Collected data entries:
++++++++

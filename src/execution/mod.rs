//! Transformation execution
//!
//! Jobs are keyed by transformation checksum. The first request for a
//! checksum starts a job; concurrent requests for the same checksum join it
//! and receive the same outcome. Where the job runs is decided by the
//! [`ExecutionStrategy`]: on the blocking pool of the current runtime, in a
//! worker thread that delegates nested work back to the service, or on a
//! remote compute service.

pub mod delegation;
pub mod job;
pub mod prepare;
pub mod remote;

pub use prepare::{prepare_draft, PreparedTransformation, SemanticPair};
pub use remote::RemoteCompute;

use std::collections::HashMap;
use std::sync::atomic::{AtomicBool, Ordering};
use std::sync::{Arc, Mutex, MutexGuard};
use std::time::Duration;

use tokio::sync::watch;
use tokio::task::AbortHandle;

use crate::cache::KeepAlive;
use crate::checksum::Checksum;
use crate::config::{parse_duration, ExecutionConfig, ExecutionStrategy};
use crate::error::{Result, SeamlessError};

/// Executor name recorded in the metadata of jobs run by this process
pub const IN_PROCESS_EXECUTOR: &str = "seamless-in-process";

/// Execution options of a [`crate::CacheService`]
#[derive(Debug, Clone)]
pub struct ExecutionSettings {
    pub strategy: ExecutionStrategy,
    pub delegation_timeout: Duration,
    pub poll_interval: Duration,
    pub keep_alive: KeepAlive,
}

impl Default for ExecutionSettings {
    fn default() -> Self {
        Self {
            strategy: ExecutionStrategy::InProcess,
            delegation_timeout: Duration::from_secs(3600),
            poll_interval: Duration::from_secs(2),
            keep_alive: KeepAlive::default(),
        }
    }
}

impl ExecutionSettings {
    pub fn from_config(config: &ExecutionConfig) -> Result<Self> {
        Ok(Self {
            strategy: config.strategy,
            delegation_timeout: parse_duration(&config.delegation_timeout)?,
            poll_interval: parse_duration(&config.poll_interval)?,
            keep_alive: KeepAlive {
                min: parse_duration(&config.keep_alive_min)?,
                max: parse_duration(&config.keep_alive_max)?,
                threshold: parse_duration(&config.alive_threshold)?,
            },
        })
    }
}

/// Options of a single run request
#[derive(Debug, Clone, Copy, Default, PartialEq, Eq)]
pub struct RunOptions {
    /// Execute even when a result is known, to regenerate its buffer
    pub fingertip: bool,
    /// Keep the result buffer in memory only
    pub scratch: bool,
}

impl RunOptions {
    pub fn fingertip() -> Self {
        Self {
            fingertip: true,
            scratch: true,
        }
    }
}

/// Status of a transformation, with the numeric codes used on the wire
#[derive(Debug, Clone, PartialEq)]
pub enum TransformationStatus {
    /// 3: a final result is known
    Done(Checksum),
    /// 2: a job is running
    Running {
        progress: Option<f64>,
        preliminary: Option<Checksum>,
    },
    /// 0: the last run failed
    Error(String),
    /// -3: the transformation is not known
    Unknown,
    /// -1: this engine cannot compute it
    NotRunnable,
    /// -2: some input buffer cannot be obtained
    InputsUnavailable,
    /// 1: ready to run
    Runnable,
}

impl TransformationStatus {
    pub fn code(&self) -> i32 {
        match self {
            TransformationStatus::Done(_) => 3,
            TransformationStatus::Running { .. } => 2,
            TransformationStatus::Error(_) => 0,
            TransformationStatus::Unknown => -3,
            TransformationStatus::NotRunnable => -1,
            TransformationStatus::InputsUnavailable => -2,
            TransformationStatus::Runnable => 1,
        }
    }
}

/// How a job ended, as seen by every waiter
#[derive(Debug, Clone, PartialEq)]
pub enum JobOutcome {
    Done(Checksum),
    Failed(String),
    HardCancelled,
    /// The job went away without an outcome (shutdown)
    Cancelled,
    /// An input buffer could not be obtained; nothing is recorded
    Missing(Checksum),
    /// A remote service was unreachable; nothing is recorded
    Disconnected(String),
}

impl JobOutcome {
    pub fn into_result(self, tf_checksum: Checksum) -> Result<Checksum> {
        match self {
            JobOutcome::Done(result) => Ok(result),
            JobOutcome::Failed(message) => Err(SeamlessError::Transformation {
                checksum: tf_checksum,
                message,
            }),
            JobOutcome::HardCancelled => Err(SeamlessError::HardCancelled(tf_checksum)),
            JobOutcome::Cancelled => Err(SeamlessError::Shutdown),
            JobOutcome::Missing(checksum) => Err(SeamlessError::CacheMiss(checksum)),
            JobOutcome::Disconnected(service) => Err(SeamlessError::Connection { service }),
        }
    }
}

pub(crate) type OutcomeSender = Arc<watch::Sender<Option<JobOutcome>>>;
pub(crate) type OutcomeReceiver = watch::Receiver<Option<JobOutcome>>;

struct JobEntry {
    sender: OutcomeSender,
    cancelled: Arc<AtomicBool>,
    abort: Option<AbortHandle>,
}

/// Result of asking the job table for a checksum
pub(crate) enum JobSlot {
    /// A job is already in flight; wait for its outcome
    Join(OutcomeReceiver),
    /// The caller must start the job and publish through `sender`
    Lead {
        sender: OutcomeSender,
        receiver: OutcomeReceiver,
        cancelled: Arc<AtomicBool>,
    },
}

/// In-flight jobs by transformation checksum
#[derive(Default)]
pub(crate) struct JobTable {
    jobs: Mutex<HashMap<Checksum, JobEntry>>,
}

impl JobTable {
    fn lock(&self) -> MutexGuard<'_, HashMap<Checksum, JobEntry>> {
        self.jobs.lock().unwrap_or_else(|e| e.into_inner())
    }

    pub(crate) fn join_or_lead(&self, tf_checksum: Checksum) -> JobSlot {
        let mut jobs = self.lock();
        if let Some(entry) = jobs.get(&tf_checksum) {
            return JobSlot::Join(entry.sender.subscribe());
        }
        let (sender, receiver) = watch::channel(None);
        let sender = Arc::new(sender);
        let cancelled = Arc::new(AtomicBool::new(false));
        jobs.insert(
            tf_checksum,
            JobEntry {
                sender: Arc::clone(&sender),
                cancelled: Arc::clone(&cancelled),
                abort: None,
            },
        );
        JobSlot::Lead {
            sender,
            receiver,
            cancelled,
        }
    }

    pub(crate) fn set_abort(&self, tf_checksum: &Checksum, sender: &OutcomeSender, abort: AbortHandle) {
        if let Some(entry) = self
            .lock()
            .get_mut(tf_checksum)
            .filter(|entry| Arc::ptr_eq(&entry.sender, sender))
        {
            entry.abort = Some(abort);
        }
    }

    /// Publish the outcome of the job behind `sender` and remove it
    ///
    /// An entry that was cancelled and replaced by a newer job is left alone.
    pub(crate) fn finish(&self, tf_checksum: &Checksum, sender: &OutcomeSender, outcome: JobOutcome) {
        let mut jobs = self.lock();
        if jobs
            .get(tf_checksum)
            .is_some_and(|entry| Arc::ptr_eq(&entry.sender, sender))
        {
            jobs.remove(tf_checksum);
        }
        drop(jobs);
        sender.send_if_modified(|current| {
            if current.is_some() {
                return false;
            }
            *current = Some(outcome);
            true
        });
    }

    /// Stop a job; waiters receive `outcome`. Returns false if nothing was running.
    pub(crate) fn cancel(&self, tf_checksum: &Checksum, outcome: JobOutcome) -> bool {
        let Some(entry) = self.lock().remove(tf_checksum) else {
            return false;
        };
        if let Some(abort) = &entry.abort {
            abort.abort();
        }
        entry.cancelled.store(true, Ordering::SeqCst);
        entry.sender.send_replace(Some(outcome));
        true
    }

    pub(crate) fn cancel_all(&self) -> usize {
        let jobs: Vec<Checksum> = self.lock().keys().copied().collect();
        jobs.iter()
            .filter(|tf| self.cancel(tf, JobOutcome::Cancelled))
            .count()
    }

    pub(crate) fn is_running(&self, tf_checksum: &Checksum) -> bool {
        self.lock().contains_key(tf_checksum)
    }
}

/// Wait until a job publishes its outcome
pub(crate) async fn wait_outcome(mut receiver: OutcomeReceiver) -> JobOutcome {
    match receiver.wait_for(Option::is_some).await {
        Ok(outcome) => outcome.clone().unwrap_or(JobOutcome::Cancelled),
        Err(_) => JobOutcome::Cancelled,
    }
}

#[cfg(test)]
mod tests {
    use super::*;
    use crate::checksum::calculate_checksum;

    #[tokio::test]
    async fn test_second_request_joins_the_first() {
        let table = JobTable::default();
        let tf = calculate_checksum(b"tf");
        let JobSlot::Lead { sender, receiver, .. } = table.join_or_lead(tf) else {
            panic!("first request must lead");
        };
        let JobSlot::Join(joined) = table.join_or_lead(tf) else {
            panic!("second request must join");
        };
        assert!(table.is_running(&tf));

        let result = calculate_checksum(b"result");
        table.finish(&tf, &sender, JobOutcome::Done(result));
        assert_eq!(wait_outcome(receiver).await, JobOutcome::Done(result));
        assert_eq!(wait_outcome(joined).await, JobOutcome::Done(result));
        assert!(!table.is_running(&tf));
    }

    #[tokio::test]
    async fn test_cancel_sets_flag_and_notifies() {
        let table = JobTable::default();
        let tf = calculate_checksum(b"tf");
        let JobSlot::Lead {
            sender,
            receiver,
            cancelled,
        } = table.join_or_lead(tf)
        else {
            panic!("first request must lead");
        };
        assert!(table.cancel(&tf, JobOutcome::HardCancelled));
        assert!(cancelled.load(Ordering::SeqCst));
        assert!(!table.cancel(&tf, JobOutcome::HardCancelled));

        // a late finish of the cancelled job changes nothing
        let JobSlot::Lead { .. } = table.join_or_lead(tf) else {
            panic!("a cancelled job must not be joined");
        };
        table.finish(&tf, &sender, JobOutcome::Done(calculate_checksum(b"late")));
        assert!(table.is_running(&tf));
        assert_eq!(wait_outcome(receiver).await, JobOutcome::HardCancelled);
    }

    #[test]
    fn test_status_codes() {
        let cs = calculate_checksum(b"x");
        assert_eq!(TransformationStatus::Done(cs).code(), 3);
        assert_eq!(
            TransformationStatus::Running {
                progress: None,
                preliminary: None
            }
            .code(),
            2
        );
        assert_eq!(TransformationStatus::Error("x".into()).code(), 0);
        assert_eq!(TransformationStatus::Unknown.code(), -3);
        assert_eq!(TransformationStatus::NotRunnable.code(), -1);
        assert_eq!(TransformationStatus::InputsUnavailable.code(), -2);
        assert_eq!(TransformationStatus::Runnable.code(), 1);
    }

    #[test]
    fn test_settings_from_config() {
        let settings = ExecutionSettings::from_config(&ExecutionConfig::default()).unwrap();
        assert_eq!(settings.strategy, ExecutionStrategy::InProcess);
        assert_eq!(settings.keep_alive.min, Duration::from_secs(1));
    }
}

++++++++

_Aim of the task_: Your answer should be a single number: the count of lines above with the word "struct".

_Task solution_: 4